What is required
For each entry that follows, write out an identical copy.

Material shown
'''
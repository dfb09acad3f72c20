//! Crate-wide error types

use thiserror::Error;

/// Errors produced by the feature-engineering search and its collaborators.
#[derive(Error, Debug)]
pub enum FeatForgeError {
    #[error("Invalid configuration: {0}")]
    ConfigError(String),

    #[error("Unknown transformer: {0}")]
    UnknownTransformer(String),

    #[error("Unknown scoring metric: {0}")]
    UnknownScoring(String),

    #[error("Column not found: {0}")]
    ColumnNotFound(String),

    #[error("Data error: {0}")]
    DataError(String),

    #[error("Shape mismatch: expected {expected}, got {actual}")]
    ShapeError { expected: String, actual: String },

    #[error("Transformer has not been fitted")]
    NotFitted,

    #[error("Polars error: {0}")]
    Polars(#[from] polars::prelude::PolarsError),

    #[error("JSON error: {0}")]
    Json(#[from] serde_json::Error),

    #[error("IO error: {0}")]
    Io(#[from] std::io::Error),
}

pub type Result<T> = std::result::Result<T, FeatForgeError>;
'''
Answer box
repository dfb09acad3f72c20
//! Crate-wide error types

use thiserror::Error;

/// Errors produced by the feature-engineering search and its collaborators.
#[derive(Error, Debug)]
pub enum FeatForgeError {
    #[error("Invalid configuration: {0}")]
    ConfigError(String),

    #[error("Unknown transformer: {0}")]
    UnknownTransformer(String),

    #[error("Unknown scoring metric: {0}")]
    UnknownScoring(String),

    #[error("Column not found: {0}")]
    ColumnNotFound(String),

    #[error("Data error: {0}")]
    DataError(String),

    #[error("Shape mismatch: expected {expected}, got {actual}")]
    ShapeError { expected: String, actual: String },

    #[error("Transformer has not been fitted")]
    NotFitted,

    #[error("Polars error: {0}")]
    Polars(#[from] polars::prelude::PolarsError),

    #[error("JSON error: {0}")]
    Json(#[from] serde_json::Error),

    #[error("IO error: {0}")]
    Io(#[from] std::io::Error),
}

pub type Result<T> = std::result::Result<T, FeatForgeError>;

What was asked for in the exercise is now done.